The comparison between the function above and the divide and conquer algorithm is done using the following code:
1
2
3
4
5
6
7
8
9
10
11
12
13
14
15
16
17
18
19
20
21
22
23
24
25
26
27
int main()
{
for (int i = 2; i <= pow(2, 20); i = i * 2)
{
srand(0);
int sequence[i];
for (int j = 0; j < i; j++)
{
sequence[j] = rand() % 30 -15;
}
clock_t begin_divide_conquer = clock();
struct subarray x = find_max_subarray(sequence, 0, i - 1);
clock_t end_divide_conquer = clock();
clock_t begin_linear = clock();
struct subarray y = find_max_subarray_linear(sequence, i);
clock_t end_linear = clock();
double divide_conquer_t = (double)(end_divide_conquer - begin_divide_conquer) / CLOCKS_PER_SEC;
double linear_t = (double)(end_linear - begin_linear) / CLOCKS_PER_SEC;
printf("i = %7d, divConq: %.2e, linear: %.2e\n", i, divide_conquer_t, linear_t);
}
return 0;
}
And the results are shown bellow.
i = 2, divConq: 2.00e-06, linear: 1.00e-06
i = 4, divConq: 2.00e-06, linear: 1.00e-06
i = 8, divConq: 2.00e-06, linear: 1.00e-06
i = 16, divConq: 3.00e-06, linear: 1.00e-06
i = 32, divConq: 3.00e-06, linear: 2.00e-06
i = 64, divConq: 7.00e-06, linear: 2.00e-06
i = 128, divConq: 1.40e-05, linear: 3.00e-06
i = 256, divConq: 2.80e-05, linear: 5.00e-06
i = 512, divConq: 5.50e-05, linear: 9.00e-06
i = 1024, divConq: 1.18e-04, linear: 2.00e-05
i = 2048, divConq: 2.30e-04, linear: 2.90e-05
i = 4096, divConq: 5.09e-04, linear: 6.60e-05
i = 8192, divConq: 9.31e-04, linear: 1.16e-04
i = 16384, divConq: 1.93e-03, linear: 2.28e-04
i = 32768, divConq: 4.15e-03, linear: 4.70e-04
i = 65536, divConq: 8.12e-03, linear: 9.23e-04
i = 131072, divConq: 1.87e-02, linear: 2.14e-03
i = 262144, divConq: 3.63e-02, linear: 3.69e-03
i = 524288, divConq: 7.96e-02, linear: 9.27e-03
i = 1048576, divConq: 1.78e-01, linear: 1.49e-02
The results show that the linear algorithm beats the divide and conquer mercilessly.
Conclusion
I am fond of recursive algorithms for solving problems using divide and conquer strategies. Although it will always require some specialization, it is a terrific framework for approaching problems without much thinking and most of times leading to good results.

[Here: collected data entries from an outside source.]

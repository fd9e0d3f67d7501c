use std::collections::BTreeMap;
use std::sync::{Mutex, MutexGuard};

use crate::domain::customer::{Customer, CustomerUpdate, CustomerView};
use crate::domain::errors::DomainError;
use crate::domain::ports::CustomerRepository;

/// Process-local customer store keyed by customer key.
///
/// Pages are ordered by the byte value of the last name, ties broken by key.
/// The Postgres adapter orders the same way because `last_name` is declared
/// with the "C" collation.
#[derive(Debug, Default)]
pub struct InMemoryCustomerRepository {
    customers: Mutex<BTreeMap<i32, Customer>>,
}

impl InMemoryCustomerRepository {
    pub fn new(customers: impl IntoIterator<Item = Customer>) -> Self {
        let repo = Self::default();
        for customer in customers {
            repo.insert(customer);
        }
        repo
    }

    /// Inserts or replaces the customer stored under its key.
    pub fn insert(&self, customer: Customer) {
        self.lock().insert(customer.customer_key, customer);
    }

    pub fn get(&self, customer_key: i32) -> Option<Customer> {
        self.lock().get(&customer_key).cloned()
    }

    // A panic while holding the lock cannot leave a map entry half-written.
    fn lock(&self) -> MutexGuard<'_, BTreeMap<i32, Customer>> {
        self.customers
            .lock()
            .unwrap_or_else(|poisoned| poisoned.into_inner())
    }
}

impl CustomerRepository for InMemoryCustomerRepository {
    fn count(&self) -> Result<i64, DomainError> {
        Ok(self.lock().len() as i64)
    }

    fn fetch_page(&self, skip: i64, take: i64) -> Result<Vec<CustomerView>, DomainError> {
        let customers = self.lock();
        let mut ordered: Vec<&Customer> = customers.values().collect();
        ordered.sort_by(|a, b| {
            a.last_name
                .cmp(&b.last_name)
                .then(a.customer_key.cmp(&b.customer_key))
        });

        let skip = usize::try_from(skip.max(0)).unwrap_or(usize::MAX);
        let take = usize::try_from(take.max(0)).unwrap_or(usize::MAX);
        Ok(ordered
            .into_iter()
            .skip(skip)
            .take(take)
            .cloned()
            .map(CustomerView::from)
            .collect())
    }

    fn find_by_key(&self, customer_key: i32) -> Result<Option<Customer>, DomainError> {
        Ok(self.get(customer_key))
    }

    fn update(&self, customer_key: i32, update: &CustomerUpdate) -> Result<(), DomainError> {
        let mut customers = self.lock();
        let customer = customers
            .get_mut(&customer_key)
            .ok_or(DomainError::NotFound)?;
        customer.first_name = update.first_name.clone();
        customer.last_name = update.last_name.clone();
        customer.gender = update.gender.clone();
        Ok(())
    }

    fn delete(&self, customer_key: i32) -> Result<(), DomainError> {
        self.lock()
            .remove(&customer_key)
            .map(|_| ())
            .ok_or(DomainError::NotFound)
    }
}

However, sometimes, detailed observations of a problem can give birth to better strategies. The issue with these strategies is that they cannot be applied to other problems easily, in other words they are hardly a lift and shift solution. Probably they provide opportunity for exercising our brain, sharpening our problem solving skills though.

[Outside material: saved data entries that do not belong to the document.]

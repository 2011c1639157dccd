//! End-to-end scenarios over the public API.

use approx::assert_relative_eq;
use feature_geometry::contour::{bulge_to_arc_midpoint, compute_bounds, count_self_intersections, is_closed};
use feature_geometry::placement::resolve_depth;
use feature_geometry::{
    apply_features, CutHandler, FaceLabel, FeatureCategory, FeatureParams, FeatureState,
    GeometryService, HandlerRegistry, NormalizedFeature, ProfileDimensions, ProfileElement,
    ProfileKind,
};
use glam::{DVec2, DVec3};
use profile_mesh::primitives::create_box_between;

fn pts(raw: &[[f64; 2]]) -> Vec<DVec2> {
    raw.iter().map(|p| DVec2::from_array(*p)).collect()
}

fn beam(web_thickness: f64) -> ProfileElement {
    ProfileElement::new(
        "B1",
        ProfileKind::IBeam,
        ProfileDimensions {
            length: 1000.0,
            height: 200.0,
            width: 100.0,
            web_thickness,
            flange_thickness: 15.0,
            root_radius: None,
        },
    )
}

fn cut(id: &str, raw: &[[f64; 2]]) -> NormalizedFeature {
    NormalizedFeature::new(id, FeatureCategory::Cut, "web", FeatureParams::contour(pts(raw)))
}

// =============================================================================
// CONTOUR KERNEL
// =============================================================================

#[test]
fn bounds_of_unit_square() {
    let b = compute_bounds(&pts(&[[0.0, 0.0], [100.0, 0.0], [100.0, 100.0], [0.0, 100.0]]));
    assert_eq!((b.min_x, b.max_x, b.min_y, b.max_y), (0.0, 100.0, 0.0, 100.0));
    assert_eq!((b.width, b.height, b.center_x, b.center_y), (100.0, 100.0, 50.0, 50.0));
}

#[test]
fn bulge_midpoint() {
    let mid = bulge_to_arc_midpoint(DVec2::ZERO, DVec2::new(100.0, 0.0), 0.5).unwrap();
    assert_relative_eq!(mid.x, 50.0, epsilon = 1e-6);
    assert_relative_eq!(mid.y, 25.0, epsilon = 1e-6);
    assert!(bulge_to_arc_midpoint(DVec2::ZERO, DVec2::new(100.0, 0.0), 0.0).is_none());
}

#[test]
fn self_intersections() {
    let square = pts(&[[0.0, 0.0], [100.0, 0.0], [100.0, 100.0], [0.0, 100.0]]);
    let bowtie = pts(&[[0.0, 0.0], [100.0, 100.0], [100.0, 0.0], [0.0, 100.0]]);
    assert_eq!(count_self_intersections(&square), 0);
    assert!(count_self_intersections(&bowtie) >= 1);
}

#[test]
fn closure_needs_three_points() {
    assert!(!is_closed(&pts(&[[0.0, 0.0], [0.0, 0.0]]), 1e-6));
    assert!(is_closed(&pts(&[[0.0, 0.0], [10.0, 0.0], [10.0, 10.0], [0.0, 0.0]]), 1e-6));
    assert!(!is_closed(&pts(&[[0.0, 0.0], [10.0, 0.0], [10.0, 10.0]]), 1e-6));
}

#[test]
fn face_depths() {
    let dims = beam(10.0).dimensions;
    assert_eq!(resolve_depth(FaceLabel::Web, &dims), 10.0);
    assert_eq!(resolve_depth(FaceLabel::TopFlange, &dims), 15.0);
}

// =============================================================================
// DISPATCH
// =============================================================================

#[test]
fn cut_like_features_always_find_a_handler() {
    let registry = HandlerRegistry::with_default_handlers();
    let element = beam(10.0);
    let shapes: [&[[f64; 2]]; 4] = [
        &[],
        &[[5.0, 5.0]],
        &[[0.0, 0.0], [10.0, 10.0]],
        &[[0.0, 0.0], [100.0, 100.0], [100.0, 0.0], [0.0, 100.0]],
    ];

    for category in [FeatureCategory::Cut, FeatureCategory::Notch, FeatureCategory::Groove] {
        for raw in shapes {
            let feature = NormalizedFeature::new(
                "x",
                category.clone(),
                "nowhere",
                FeatureParams::contour(pts(raw)),
            );
            assert!(
                registry.dispatch(&category, &feature, &element).is_some(),
                "{category} with {} points",
                raw.len()
            );
        }
    }
}

#[test]
fn scenario_a_rectangular_cut_on_web() {
    let registry = HandlerRegistry::with_default_handlers();
    let element = beam(10.0);
    let feature = cut("A", &[[0.0, 0.0], [100.0, 0.0], [100.0, 100.0], [0.0, 100.0]]);

    let handler = registry.dispatch(&FeatureCategory::Cut, &feature, &element).unwrap();
    assert_eq!(handler.name(), "rectangular-cut");
    assert!(handler.validate(&feature, &element).is_valid());

    let metadata = handler.generate_metadata(&feature, &element);
    assert_eq!(metadata.summary.depth, 10.0);

    let mesh = handler
        .create_cut_geometry(&feature, &element, &GeometryService::default())
        .unwrap();
    let (min, max) = mesh.bounding_box();
    assert_relative_eq!((min.x + max.x) / 2.0, 50.0, epsilon = 1e-9);
    assert_relative_eq!((min.y + max.y) / 2.0, 50.0, epsilon = 1e-9);
}

const END_NOTCHES: [[f64; 2]; 9] = [
    [0.0, 0.0],
    [1000.0, 0.0],
    [1000.0, 150.0],
    [900.0, 150.0],
    [900.0, 200.0],
    [100.0, 200.0],
    [100.0, 150.0],
    [0.0, 150.0],
    [0.0, 0.0],
];

#[test]
fn scenario_b_partial_notch_beats_generic_notch() {
    let registry = HandlerRegistry::with_default_handlers();
    let element = beam(8.6);
    let feature = cut("B", &END_NOTCHES);

    let handler = registry.dispatch(&FeatureCategory::Cut, &feature, &element).unwrap();
    assert_eq!(handler.name(), "partial-notch");
    assert_eq!(handler.priority(), 100);
    assert_eq!(handler.detected_subtype(&feature, &element), "end-notch-2");

    let mesh = handler
        .create_cut_geometry(&feature, &element, &GeometryService::default())
        .unwrap();
    assert_eq!(mesh.vertex_count(), 16);
    assert_eq!(mesh.triangle_count(), 24);
    assert!(mesh.vertices().iter().all(|v| v.x <= 100.0 + 1e-9 || v.x >= 900.0 - 1e-9));
    assert!(mesh.vertices().iter().any(|v| v.x < 0.0));
    assert!(mesh.vertices().iter().any(|v| v.x > 1000.0));
    assert!(mesh.vertices().iter().all(|v| v.y >= 150.0 - 1e-9));
}

// =============================================================================
// BATCH EXECUTION
// =============================================================================

fn init_tracing() {
    let _ = tracing_subscriber::fmt()
        .with_env_filter(tracing_subscriber::EnvFilter::from_default_env())
        .with_test_writer()
        .try_init();
}

fn solid_block(element: &ProfileElement) -> profile_mesh::Mesh {
    let d = element.dimensions;
    create_box_between(
        DVec3::new(0.0, 0.0, -d.width / 2.0),
        DVec3::new(d.length, d.height, d.width / 2.0),
    )
    .unwrap()
}

#[test]
fn notched_beam_loses_both_corners() {
    init_tracing();
    let element = beam(8.6);
    let base = solid_block(&element);
    let before = base.signed_volume();

    let result = apply_features(base, &element, &[cut("B", &END_NOTCHES)]);
    assert_eq!(result.applied_count(), 1);

    // Two 100 x 50 corners through the full width
    let removed = before - result.mesh.signed_volume();
    assert_relative_eq!(removed, 2.0 * 100.0 * 50.0 * 100.0, max_relative = 1e-6);
    assert_eq!(
        result.reports[0].metadata.as_ref().map(|m| m.handler_name.as_str()),
        Some("partial-notch")
    );
}

#[test]
fn one_bad_feature_does_not_stop_the_batch() {
    init_tracing();
    let element = beam(10.0);
    let features = vec![
        cut("good", &[[200.0, 50.0], [260.0, 50.0], [260.0, 110.0], [200.0, 110.0]]),
        NormalizedFeature::new(
            "nan",
            FeatureCategory::Cut,
            "web",
            FeatureParams::contour(pts(&[[0.0, 0.0], [f64::NAN, 1.0], [3.0, 3.0]])),
        ),
        NormalizedFeature::new(
            "hole",
            FeatureCategory::Hole,
            "web",
            FeatureParams::Hole {
                center: DVec2::new(500.0, 100.0),
                diameter: 22.0,
                depth: None,
                elongation: 0.0,
            },
        ),
    ];

    let base = solid_block(&element);
    let before = base.signed_volume();
    let result = apply_features(base, &element, &features);
    assert_eq!(result.reports.len(), 3);
    assert_eq!(result.applied_count(), 2);
    assert!(result.reports[0].is_applied());
    assert!(!result.reports[1].is_applied());
    assert!(result.reports[2].is_applied());
    assert!(matches!(
        result.reports[1].state(),
        FeatureState::Rejected { .. } | FeatureState::Skipped { .. }
    ));
    assert!(result.mesh.signed_volume() < before);
}

#[test]
fn drilled_plate_applies_every_hole() {
    init_tracing();
    let element = ProfileElement::new(
        "P1",
        ProfileKind::Plate,
        ProfileDimensions {
            length: 1000.0,
            height: 200.0,
            width: 10.0,
            web_thickness: 10.0,
            flange_thickness: 10.0,
            root_radius: None,
        },
    );
    let holes: Vec<_> = (0..10)
        .flat_map(|i| [40.0, 80.0, 120.0, 160.0].map(move |y| (i, y)))
        .map(|(i, y)| {
            NormalizedFeature::new(
                format!("h{i}-{y}"),
                FeatureCategory::Hole,
                "web",
                FeatureParams::Hole {
                    center: DVec2::new(50.0 + 100.0 * i as f64, y),
                    diameter: 12.0,
                    depth: None,
                    elongation: 0.0,
                },
            )
        })
        .collect();
    assert_eq!(holes.len(), 40);

    let base = solid_block(&element);
    let before = base.signed_volume();
    let result = apply_features(base, &element, &holes);
    assert_eq!(result.applied_count(), 40);

    // Faceted holes remove slightly less than the round ones
    let removed = before - result.mesh.signed_volume();
    let round = 40.0 * std::f64::consts::PI * 36.0 * 10.0;
    assert!(removed > 0.95 * round && removed < round, "removed {removed}");
    assert!(result.mesh.triangle_count() < 40_000);
}

#[test]
fn reports_serialize_for_downstream() {
    let element = beam(10.0);
    let result = apply_features(
        solid_block(&element),
        &element,
        &[cut("A", &[[0.0, 0.0], [100.0, 0.0], [100.0, 100.0], [0.0, 100.0]])],
    );
    let json = serde_json::to_value(&result.reports).unwrap();
    assert_eq!(json[0]["metadata"]["handler_name"], "rectangular-cut");
    assert_eq!(json[0]["metadata"]["detected_subtype"], "rectangular");
    assert_eq!(json[0]["metadata"]["summary"]["face"], "Web");
}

The lesson I take from here is to first try divide and conquer, it is very likely that the solution will be elegant and deliver fair performance. When there is time to deep dive, then search for particular solutions that better explore the nature of the problem at hand.
References
- Introduction to Algorithms. Cormen, Thomas H. and Leiserson, Charles E. and Rivest, Ronald L. and Stein, Clifford. Third edition. The MIT Press, 2009. ISBN 0262033844.